Bluegrass Pipeline will cut across Kentucky
As many as a 18 Kentucky counties (see map) are within the possible path of a new pipeline that would carry natural gas liquids from the fracking fields of Pennsylvania, West Virginia and Ohio to processing plants and export terminals along the Gulf Coast.
The 24-inch pipeline would enter Kentucky from Ohio about 30 miles east of Cincinnati and go in a southwesterly direction through central Kentucky before connecting with an existing pipeline in Hardinsburg, in Breckinridge County.
Company representatives already are acquiring the rights to survey land and possibly buying easements in several counties, including Nelson, Franklin and Woodford where landowners are beginning to organize to get elected officials to address their concerns.
Some Nelson Countians took their concerns to their local fiscal court on June 4.
Mary Ann Chamberlain, whose family has been farming in Nelson County for eight generations, said she has concerns about the potential for contamination of water and soil, and the danger of explosions. Others were concerned about the way landowners have been treated by company representatives.
“This affects a lot more people than those whose land it runs across,” Chamberlain said.
Sister Claire McGowan said that what’s at stake is “more than an individual property rights issue.
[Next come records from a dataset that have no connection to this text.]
//! Export of a submitted form as a JSON language file.

use crate::i18n::{FieldKey, SchemaNode};
use anyhow::{Context, Result};
use serde::Serialize;
use serde_json::{Map, Value};
use std::fs;
use std::path::{Path, PathBuf};
use thiserror::Error;
use tracing::{debug, info};

/// File stem used when the language code is empty.
pub const DEFAULT_FILE_STEM: &str = "language";

/// Nested language document built from a submitted form.
///
/// Mirrors the schema tree with every leaf replaced by its final string. Keys
/// keep schema declaration order.
#[derive(Debug, Clone, PartialEq, Eq, Serialize)]
#[serde(transparent)]
pub struct ExportDocument {
    root: Map<String, Value>,
}

impl ExportDocument {
    pub(crate) fn from_map(root: Map<String, Value>) -> Self {
        Self { root }
    }

    pub fn as_map(&self) -> &Map<String, Value> {
        &self.root
    }

    pub fn to_value(&self) -> Value {
        Value::Object(self.root.clone())
    }

    /// String stored at `key`, if `key` addresses a string.
    pub fn get(&self, key: &FieldKey) -> Option<&str> {
        let (last, parents) = key.segments().split_last()?;
        let mut current = &self.root;
        for segment in parents {
            current = current.get(segment)?.as_object()?;
        }
        current.get(last)?.as_str()
    }

    /// Check that the document has exactly the group/leaf shape of `schema`.
    pub fn conforms_to(&self, schema: &SchemaNode) -> bool {
        match schema {
            SchemaNode::Group(children) => object_conforms(&self.root, children),
            SchemaNode::Leaf(_) => false,
        }
    }
}

fn object_conforms(map: &Map<String, Value>, children: &[(String, SchemaNode)]) -> bool {
    map.len() == children.len()
        && children.iter().all(|(name, node)| match (node, map.get(name)) {
            (SchemaNode::Leaf(_), Some(Value::String(_))) => true,
            (SchemaNode::Group(grandchildren), Some(Value::Object(inner))) => {
                object_conforms(inner, grandchildren)
            }
            _ => false,
        })
}

/// An exported language file, ready to be saved.
#[derive(Debug, Clone, PartialEq, Eq)]
pub struct LanguageFile {
    /// Suggested file name (e.g. `fr.json`)
    pub file_name: String,

    /// UTF-8 JSON text
    pub contents: Vec<u8>,
}

impl LanguageFile {
    /// Contents as text.
    pub fn as_str(&self) -> &str {
        // Built from serde_json output, which is always valid UTF-8
        std::str::from_utf8(&self.contents).unwrap_or_default()
    }

    /// Save the file into `dir` under its suggested name.
    ///
    /// # Returns
    /// The path that was written.
    pub fn write_to(&self, dir: impl AsRef<Path>) -> Result<PathBuf> {
        let dir = dir.as_ref();
        fs::create_dir_all(dir)
            .with_context(|| format!("Failed to create output directory {}", dir.display()))?;

        let path = dir.join(&self.file_name);
        fs::write(&path, &self.contents)
            .with_context(|| format!("Failed to write language file {}", path.display()))?;

        info!(path = %path.display(), bytes = self.contents.len(), "Wrote language file");
        Ok(path)
    }
}

#[derive(Debug, Error)]
pub enum ExportError {
    #[error("Failed to serialize language document: {0}")]
    Serialize(#[from] serde_json::Error),
}

/// File name for a language code: `{code}.json`, or `language.json` when the
/// code is blank.
pub fn file_name_for(name_hint: &str) -> String {
    let stem = name_hint.trim();
    let stem = if stem.is_empty() { DEFAULT_FILE_STEM } else { stem };
    format!("{}.json", stem)
}

/// Serialize `document` as pretty JSON (2-space indent) and name it after
/// `name_hint`.
pub fn export(document: &ExportDocument, name_hint: &str) -> Result<LanguageFile, ExportError> {
    let contents = serde_json::to_vec_pretty(document)?;
    let file_name = file_name_for(name_hint);
    debug!(file_name = %file_name, bytes = contents.len(), "Exported language document");

    Ok(LanguageFile {
        file_name,
        contents,
    })
}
It’s the well-being of the whole community.”
The pipeline would be built by a partnership between the Oklahoma-based Williams company and Houston-based Boardwalk Pipeline Partners. Both are large companies with thousands of miles of existing pipeline across the United States, including Kentucky.
Chamberlain has research the safety records and what she has found about Williams leaves her frightened.
Anderson County KFTC member Roger Rawlings also reminded readers in his recent Lexington Herald-Leader op-ed that the impacts of the pipeline would go far beyond those whose land is crossed.
“We won’t know for some time whether the pipeline will actually come our way. Maybe it will bypass our property, as maybe it will bypass yours. But this only means that other Kentuckians will be targeted instead – our neighbors and yours, either nearby neighbors or neighbors a bit farther away,” Rawlings wrote. “The consequences will be much the same for every Kentuckian.”
He also described what has happened in northern Pennsylvania where he and his wife lived several decades ago – an unspoiled area where the well water then was safe to drink. But now it is in the heart of areas where fracking is used to extract the natural gas and related products that will be piped to the Gulf Coast – as much as 400,000 barrels a day.
According to Rawling, his former neighbors report that:
Large energy companies have forced their way across the hills and down into the valleys. Huge trucks roar along the country lanes; strange drilling rigs rise out of the land; and large sums of money change hands.
The companies drive shafts deep into the earth, pumping in high-pressure chemicals that blast the subterranean rock layers apart. Then equipment at the surface gathers the stew of natural gas and contaminants that rises from deep underground. In the process, the earth and water and air have become dangerously polluted.
One of the unknowns is whether the company will have and use eminent domain to cross land where it’s unable to buy a right-of-way. That depends on whether the pipeline is only for private use or is classified as a common carrier, accessible for use by other companies. As a common carrier, it would have eminent domain powers granted to it by federal and state legislative bodies, according to Tom FitzGerald with the Kentucky Resources Council.
Nelson County Commonwealth’s Attorney Terry Geoghegan told the fiscal court that he assumes the company will have and need to use eminent domain to complete its route.
“They’ll have to [use eminent domain] if they expect to get through Kentucky,” said Magistrate Jerry Hahn, who added that many of his Nelson County constituents don’t want the pipeline on their land or in their community.
Geoghegan said some landowners have been offered a $50 gift card to allow the company on their land to survey. Allowing a survey may sound harmless, he said, and no guarantee of the final route of the pipeline, but likely something landowners will later regret.
Geoghegan was approached by the company and turned them away. He already has two crude oil pipelines across this farm – one dating back to the 1930s that existed when he bought the farm, and a second put in a few years ago using the same easement.
However, it’s not known how many landowners have signed leases. Some Nelson County residents at the fiscal court meeting knew of neighbors who had accepted the company’s offer. In other pipeline cases, a condition of the lease has been to not talk about it.
At this point, many think that the company’s strategy is to secure as many leases as possible in as direct a route as possible within the wide swath shown on the map. They would connect their leases by using eminent domain.